Take a look here...... How To Save Taxes in Spain: Beckham Law for Expats

This is the form you need..... Modelo 149. IRPF. Régimen especial aplicable a los trabajadores desplazados a territorio español. Comunicación de la opción, renuncia o exclusión. - Ficha - Sede Electrónica - Agencia Tributaria

"
*the application needs to be submitted within 6 months starting from the date of the inscription in Social Security as an employee for the Spanish company*. Doing it afterwards will imply getting a denial. 

In order to start to benefit from this regime, you must inform the Spanish tax agency by filling out and sending the model 149, which you can find here. Furthermore, you will also need to include:


Your passport and NIE number
Social security number
Job contract
From then on, *you will be able to benefit from this rule for a total of 6 years*. During each of them, you must yearly formalize your non-resident tax declarations using the model 151.


"


----------



## rahulshri (Feb 6, 2021)

trotter58 said:


> Take a look here...... How To Save Taxes in Spain: Beckham Law for Expats
> 
> This is the form you need..... Modelo 149. IRPF. Régimen especial aplicable a los trabajadores desplazados a territorio español. Comunicación de la opción, renuncia o exclusión. - Ficha - Sede Electrónica - Agencia Tributaria
> 
> ...


Thanks a lot. That really helped. Can you please also enlighten us on the requirements for getting the digital certificate. Looks like we have to install this certificate in the system and then continue with model 149. It says that it requires the tax identification number. Can you please guide us on how to get the tax identification number


----------



## Overandout (Nov 10, 2012)

Your tax identification number is your NIE.


----------



## rahulshri (Feb 6, 2021)

I am confused among the type of FNMT digital certificate that I should get. Can you please help me here.
The link below talks about choosing the one among the three certificates depending on the NIF Number. Since I am an expat, I dont have a NIF number.

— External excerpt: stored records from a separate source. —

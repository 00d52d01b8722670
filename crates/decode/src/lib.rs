use std::fs::File;
use std::path::Path;

use player_transport::AudioBuffer;
use symphonia::core::audio::SampleBuffer;
use symphonia::core::codecs::{CODEC_TYPE_NULL, DecoderOptions};
use symphonia::core::errors::Error as SymphoniaError;
use symphonia::core::formats::FormatOptions;
use symphonia::core::io::MediaSourceStream;
use symphonia::core::meta::MetadataOptions;
use symphonia::core::probe::Hint;
use tracing::{debug, warn};

/// Decode the first audio track of `path` into interleaved f32 PCM.
///
/// Corrupt packets are skipped. A file that yields no audio at all is an error,
/// so callers never get a silent, zero-length buffer back.
pub fn decode_file(path: &Path) -> anyhow::Result<AudioBuffer> {
    let file = File::open(path)?;
    let mss = MediaSourceStream::new(Box::new(file), Default::default());

    let mut hint = Hint::new();
    if let Some(ext) = path.extension().and_then(|e| e.to_str()) {
        hint.with_extension(ext);
    }

    let probed = symphonia::default::get_probe().format(
        &hint,
        mss,
        &FormatOptions::default(),
        &MetadataOptions::default(),
    )?;

    let mut format = probed.format;

    let track = format
        .tracks()
        .iter()
        .find(|t| t.codec_params.codec != CODEC_TYPE_NULL)
        .ok_or_else(|| anyhow::anyhow!("no audio track in {}", path.display()))?;

    let track_id = track.id;
    let mut sample_rate = track.codec_params.sample_rate.unwrap_or(44100);
    let mut channels = track.codec_params.channels.map(|c| c.count()).unwrap_or(2) as u16;

    let mut decoder =
        symphonia::default::get_codecs().make(&track.codec_params, &DecoderOptions::default())?;

    let mut samples = Vec::new();
    let mut skipped = 0usize;
    let mut decoded_channels = None;

    loop {
        let packet = match format.next_packet() {
            Ok(packet) => packet,
            Err(SymphoniaError::IoError(e)) if e.kind() == std::io::ErrorKind::UnexpectedEof => {
                break;
            }
            Err(SymphoniaError::ResetRequired) => {
                decoder.reset();
                continue;
            }
            Err(e) => return Err(e.into()),
        };

        if packet.track_id() != track_id {
            continue;
        }

        let decoded = match decoder.decode(&packet) {
            Ok(decoded) => decoded,
            Err(SymphoniaError::DecodeError(reason)) => {
                skipped += 1;
                debug!(%reason, "skipping undecodable packet");
                continue;
            }
            Err(e) => return Err(e.into()),
        };

        // decoded spec wins over container params
        let spec = *decoded.spec();
        sample_rate = spec.rate;
        channels = stable_channel_count(&mut decoded_channels, spec.channels.count() as u16)?;

        let mut sample_buf = SampleBuffer::<f32>::new(decoded.capacity() as u64, spec);
        sample_buf.copy_interleaved_ref(decoded);
        samples.extend_from_slice(sample_buf.samples());
    }

    if skipped > 0 {
        warn!(path = %path.display(), skipped, "some packets could not be decoded");
    }
    if samples.is_empty() || channels == 0 {
        anyhow::bail!("no decodable audio in {}", path.display());
    }

    Ok(AudioBuffer {
        samples,
        sample_rate,
        channels,
    })
}

/// Interleaved samples only stay frame-aligned if every packet has the same
/// channel count as the first one.
fn stable_channel_count(first: &mut Option<u16>, channels: u16) -> anyhow::Result<u16> {
    match *first {
        None => {
            *first = Some(channels);
            Ok(channels)
        }
        Some(expected) if expected == channels => Ok(channels),
        Some(expected) => {
            anyhow::bail!("channel count changed mid-stream from {expected} to {channels}")
        }
    }
}
use serde::Deserialize;
use std::fs;
use std::path::PathBuf;
use tracing::{debug, warn};

const DEFAULT_EXTENSIONS: [&str; 6] = ["mp3", "wav", "flac", "ogg", "m4a", "aac"];

/// Startup options. Read once and never written back.
#[derive(Debug, Clone, PartialEq, Deserialize)]
#[serde(default)]
pub struct Config {
    pub dark_mode: bool,
    pub picker_directory: Option<PathBuf>,
    pub audio_extensions: Vec<String>,
}

impl Default for Config {
    fn default() -> Self {
        Self {
            dark_mode: false,
            picker_directory: None,
            audio_extensions: DEFAULT_EXTENSIONS.iter().map(|e| e.to_string()).collect(),
        }
    }
}

impl Config {
    fn config_path() -> Option<PathBuf> {
        dirs::config_dir().map(|p| p.join("offline-player").join("config.toml"))
    }

    pub fn load() -> Self {
        let Some(path) = Self::config_path() else {
            return Self::default();
        };

        match fs::read_to_string(&path) {
            Ok(contents) => Self::parse(&contents).unwrap_or_else(|e| {
                warn!(path = %path.display(), "ignoring malformed config: {e}");
                Self::default()
            }),
            Err(e) => {
                debug!(path = %path.display(), "no config loaded: {e}");
                Self::default()
            }
        }
    }

    pub fn parse(contents: &str) -> Result<Self, toml::de::Error> {
        let mut config: Self = toml::from_str(contents)?;
        config.audio_extensions.retain(|e| !e.trim().is_empty());
        if config.audio_extensions.is_empty() {
            config.audio_extensions = Self::default().audio_extensions;
        }
        Ok(config)
    }
}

1136 - ¿Qué certificado de representación debo solicitar? - Certificado de Representante - Sede


En la actualidad la FNMT-RCM emite tres certificados de representación. Según la letra inicial del NIF de su entidad puede saber qué certificado puede solicitar. Certificado de Representación.... Preguntas frecuentes para obtención de certificados de Representante



www.sede.fnmt.gob.es





The three categories are 

*Certificate for Representatives for a Sole or Joint Administrator*
*Certificate for Representatives of a Corporate Person*
*Certificate for Representatives of an Entity with no Legal Personality*

My details 
I am an engineer working full time in a software company in barcelona since january.
I do have a NIE number and a social security number


----------



## Overandout (Nov 10, 2012)

I can't see how you can get any of those certificates as they are not for individuals operating on their own behalf. Are you sure you need a Certificado de representacion? It would surprise me. Who are you trying to represent?
You probably need a Certificado de persona fisica.
Your NIE is your NIF, by the way. NIF is a collective term and includes CIFs, NIEs and DNIs.


----------



## rahulshri (Feb 6, 2021)

Thank you all for the help. I am listing down the steps together so that the details can be there all in one place. Also, can someone plz complete the steps after that. Please see, the steps are only for salaried employees who are working full time in spanish company. Plz ask in the forums in case you belong to some other category.

STEP 1 Get the digital certificate 
1 Go to Configuración Previa - Sede , select "certificado de persona fisica" and follow the steps.
2 Take an appointment with the identity accreditation office, show your NIE document and get it physically verified. After this step, we can download the digital certificate and install it in the browser

STEP 2 Fill Modelo 149
1 Go to Acceso con datos de su DNI/NIE and fill section 1, 3.1, and then click validate and send.


Do we need to attach or post any supporting document for modelo 149
When do we have to fill modelo 151


----------